Your answer is to be the count alone: the number of lines in the data below where "MissingDataReport" appears.
---------- Task inputs ----------
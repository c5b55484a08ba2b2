//! Streak scanning over a [`DateSeries`].
//!
//! A metric supplies a classifier that labels each stored record as
//! [`StreakStep::Continue`], [`StreakStep::Break`] or [`StreakStep::Skip`]. The
//! same two scans then serve every metric:
//!
//! - [`current_streak`] walks backward from an anchor date one calendar day at a
//!   time. A date with no record ends the streak.
//! - [`longest_streak`] walks forward over stored records only. A jump of more
//!   than one calendar day between consecutive records resets the running count,
//!   since the dates in between were never recorded.

use chrono::NaiveDate;
use health_tracker_store::DailyRecord;
use serde::{Deserialize, Serialize};

use crate::series::DateSeries;

#[derive(Clone, Copy, Debug, PartialEq, Eq)]
pub enum StreakStep {
    /// Counts toward the streak.
    Continue,
    /// Ends the streak.
    Break,
    /// Neither counts nor ends the streak.
    Skip,
}

#[derive(Clone, Copy, Debug, Default, PartialEq, Eq, Deserialize, Serialize)]
pub struct LongestStreak {
    pub length: u32,
    /// Last counted day of the longest run; `None` when no day ever counted.
    pub end_date: Option<NaiveDate>,
}

/// Number of `Continue` days walking back from `anchor` until a `Break` or a date
/// without a record.
pub fn current_streak(
    series: &DateSeries,
    anchor: NaiveDate,
    classify: impl Fn(&DailyRecord) -> StreakStep,
) -> u32 {
    let mut count = 0;
    let mut date = anchor;
    while let Some(record) = series.get(date) {
        match classify(record) {
            StreakStep::Continue => count += 1,
            StreakStep::Break => break,
            StreakStep::Skip => {}
        }
        match date.pred_opt() {
            Some(previous) => date = previous,
            None => break,
        }
    }
    count
}

/// Longest run of `Continue` days anywhere in the stored history.
///
/// Ties keep the earliest run.
pub fn longest_streak(
    series: &DateSeries,
    classify: impl Fn(&DailyRecord) -> StreakStep,
) -> LongestStreak {
    let mut best = LongestStreak::default();
    let mut running = 0u32;
    let mut previous: Option<NaiveDate> = None;

    for record in series.iter() {
        if previous.is_some_and(|prev| (record.date - prev).num_days() > 1) {
            running = 0;
        }
        previous = Some(record.date);

        match classify(record) {
            StreakStep::Continue => {
                running += 1;
                if running > best.length {
                    best = LongestStreak {
                        length: running,
                        end_date: Some(record.date),
                    };
                }
            }
            StreakStep::Break => running = 0,
            StreakStep::Skip => {}
        }
    }
    best
}
use chrono::NaiveDate;
use serde::{Deserialize, Serialize};

use crate::series::{DateRange, DateSeries};

/// Length of the weight chart, ending at the latest weigh-in.
pub const HISTORY_DAYS: u32 = 365;

#[derive(Clone, Copy, Debug, PartialEq, Deserialize, Serialize)]
pub struct WeightReading {
    pub date: NaiveDate,
    pub weight_kg: f64,
}

#[derive(Clone, Debug, Default, PartialEq, Deserialize, Serialize)]
pub struct WeightSummary {
    pub readings: Vec<WeightReading>,
}

/// Chart window for a latest weigh-in on `latest`.
pub fn weight_window(latest: NaiveDate) -> DateRange {
    DateRange::ending_at(latest, HISTORY_DAYS)
}

/// Every non-null weight inside `window`, oldest first.
pub fn summarize_weight(series: &DateSeries, window: DateRange) -> WeightSummary {
    let readings = series
        .in_range(window)
        .filter_map(|r| {
            r.weight_kg.map(|weight_kg| WeightReading {
                date: r.date,
                weight_kg,
            })
        })
        .collect();
    WeightSummary { readings }
}
//! Missing-data detection per dashboard scope.
//!
//! A date is missing for a scope when it has no record at all, or (for every
//! scope except `dashboard`) when the record leaves the scope's fields NULL.
//! Only dates from the earliest stored record up to yesterday are considered.

use chrono::NaiveDate;
use health_tracker_store::{DailyRecord, MetricField};
use serde::{Deserialize, Serialize};

use crate::calendar::DisplayCalendar;
use crate::series::{DateRange, DateSeries};

#[derive(Clone, Copy, Debug, PartialEq, Eq, Hash, Deserialize, Serialize)]
#[serde(rename_all = "lowercase")]
pub enum MissingScope {
    Dashboard,
    Calories,
    Steps,
    Weight,
    Cardio,
    Strength,
    Physio,
}

impl MissingScope {
    pub const ALL: [MissingScope; 7] = [
        MissingScope::Dashboard,
        MissingScope::Calories,
        MissingScope::Steps,
        MissingScope::Weight,
        MissingScope::Cardio,
        MissingScope::Strength,
        MissingScope::Physio,
    ];

    /// Case-insensitive lookup; `None` for unknown scope names.
    pub fn from_name(name: &str) -> Option<Self> {
        let name = name.trim();
        Self::ALL
            .into_iter()
            .find(|scope| scope.as_str().eq_ignore_ascii_case(name))
    }

    pub fn as_str(self) -> &'static str {
        match self {
            MissingScope::Dashboard => "dashboard",
            MissingScope::Calories => "calories",
            MissingScope::Steps => "steps",
            MissingScope::Weight => "weight",
            MissingScope::Cardio => "cardio",
            MissingScope::Strength => "strength",
            MissingScope::Physio => "physio",
        }
    }

    /// Whether a date with this lookup result needs data entry for the scope.
    pub fn is_missing(self, record: Option<&DailyRecord>) -> bool {
        let Some(r) = record else {
            return true;
        };
        match self {
            MissingScope::Dashboard => false,
            MissingScope::Calories => MetricField::CALORIES
                .iter()
                .any(|field| !field.is_recorded(r)),
            MissingScope::Steps => r.steps_goal.is_none() || r.steps_actual.is_none(),
            MissingScope::Weight => r.weight_kg.is_none(),
            // high and low are alternatives; one of them being set is enough
            MissingScope::Cardio => {
                r.cardio_high_intensity_minutes.is_none() && r.cardio_low_intensity_minutes.is_none()
            }
            MissingScope::Strength => r.strength_workout_type.is_none(),
            MissingScope::Physio => match r.physio_active {
                None => true,
                Some(true) => r.physio_completed.is_none(),
                Some(false) => false,
            },
        }
    }
}

#[derive(Clone, Debug, PartialEq, Eq, Deserialize, Serialize)]
pub struct MissingDate {
    pub date: NaiveDate,
    /// e.g. `Saturday, 13th January`.
    pub display: String,
}

#[derive(Clone, Debug, PartialEq, Eq, Deserialize, Serialize)]
pub struct MissingDataReport {
    pub scope: String,
    pub count: usize,
    pub dates: Vec<MissingDate>,
}

impl MissingDataReport {
    pub fn new(scope: impl Into<String>, dates: Vec<MissingDate>) -> Self {
        Self {
            scope: scope.into(),
            count: dates.len(),
            dates,
        }
    }

    pub fn empty(scope: impl Into<String>) -> Self {
        Self::new(scope, Vec::new())
    }
}

/// Dates in `span` missing for `scope`, ascending and without duplicates.
pub fn find_missing(
    series: &DateSeries,
    scope: MissingScope,
    span: DateRange,
    calendar: &DisplayCalendar,
) -> Vec<MissingDate> {
    span.days()
        .filter(|date| scope.is_missing(series.get(*date)))
        .map(|date| MissingDate {
            date,
            display: calendar.display_date(date),
        })
        .collect()
}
----------
### Task solution
2